▶ **AIM OF THE TASK**: Which lines in the records below contain the word "SecretBundle"? Report each of them.

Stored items
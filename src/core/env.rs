//! Launch environment construction.
//!
//! Merges a [`SecretBundle`] over a snapshot of the inherited environment.
//! The live process environment is never touched; the result is handed to
//! the process replacer explicitly.

use std::collections::BTreeMap;
use std::ffi::{OsStr, OsString};
use std::fmt;
use tracing::debug;

use crate::core::bundle::SecretBundle;
use crate::core::validation::{validate_key, validate_value};
use crate::error::Result;

/// The complete environment a target process will start with.
///
/// Secret values win over inherited variables of the same name. On Unix
/// all values are zeroed when the environment is dropped.
#[derive(Default, PartialEq, Eq)]
pub struct LaunchEnvironment {
    vars: BTreeMap<OsString, OsString>,
    overridden: Vec<String>,
}

impl LaunchEnvironment {
    /// Build from an explicit snapshot of inherited variables.
    ///
    /// Every secret is validated before anything is merged, so an invalid
    /// name aborts the build without producing a partial environment.
    ///
    /// # Errors
    ///
    /// Returns [`crate::error::Error::InvalidSecretKey`] if a secret name is
    /// not a valid environment variable name or its value holds a NUL byte.
    pub fn build<I, K, V>(inherited: I, bundle: &SecretBundle) -> Result<Self>
    where
        I: IntoIterator<Item = (K, V)>,
        K: Into<OsString>,
        V: Into<OsString>,
    {
        for (key, value) in bundle.iter() {
            validate_key(key)?;
            validate_value(key, value)?;
        }

        let mut vars: BTreeMap<OsString, OsString> = inherited
            .into_iter()
            .map(|(k, v)| (k.into(), v.into()))
            .collect();
        let inherited_count = vars.len();

        let mut overridden = Vec::new();
        for (key, value) in bundle.iter() {
            if vars.insert(key.into(), value.into()).is_some() {
                overridden.push(key.to_string());
            }
        }

        debug!(
            inherited = inherited_count,
            secrets = bundle.len(),
            overridden = ?overridden,
            "built launch environment"
        );

        Ok(Self { vars, overridden })
    }

    /// Build from the current process environment.
    pub fn from_current(bundle: &SecretBundle) -> Result<Self> {
        Self::build(std::env::vars_os(), bundle)
    }

    /// Get a variable by name.
    pub fn get(&self, key: impl AsRef<OsStr>) -> Option<&OsStr> {
        self.vars.get(key.as_ref()).map(OsString::as_os_str)
    }

    /// All variables in name order.
    pub fn iter(&self) -> impl Iterator<Item = (&OsStr, &OsStr)> {
        self.vars.iter().map(|(k, v)| (k.as_os_str(), v.as_os_str()))
    }

    /// Variable names in sorted order.
    pub fn keys(&self) -> impl Iterator<Item = &OsStr> {
        self.vars.keys().map(OsString::as_os_str)
    }

    /// The variables as a map.
    pub fn as_map(&self) -> &BTreeMap<OsString, OsString> {
        &self.vars
    }

    /// Secret names that replaced an inherited variable.
    pub fn overridden(&self) -> &[String] {
        &self.overridden
    }

    pub fn len(&self) -> usize {
        self.vars.len()
    }

    pub fn is_empty(&self) -> bool {
        self.vars.is_empty()
    }
}

impl fmt::Debug for LaunchEnvironment {
    fn fmt(&self, f: &mut fmt::Formatter<'_>) -> fmt::Result {
        f.debug_struct("LaunchEnvironment")
            .field("keys", &self.vars.keys().collect::<Vec<_>>())
            .field("overridden", &self.overridden)
            .finish()
    }
}

impl Drop for LaunchEnvironment {
    fn drop(&mut self) {
        #[cfg(unix)]
        {
            use std::os::unix::ffi::OsStringExt;
            use zeroize::Zeroize;

            for (_, value) in std::mem::take(&mut self.vars) {
                value.into_vec().zeroize();
            }
        }
    }
}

▶ **RESPONSE AREA**:
//! Merges a [`SecretBundle`] over a snapshot of the inherited environment.
use crate::core::bundle::SecretBundle;
    pub fn build<I, K, V>(inherited: I, bundle: &SecretBundle) -> Result<Self>
    pub fn from_current(bundle: &SecretBundle) -> Result<Self> {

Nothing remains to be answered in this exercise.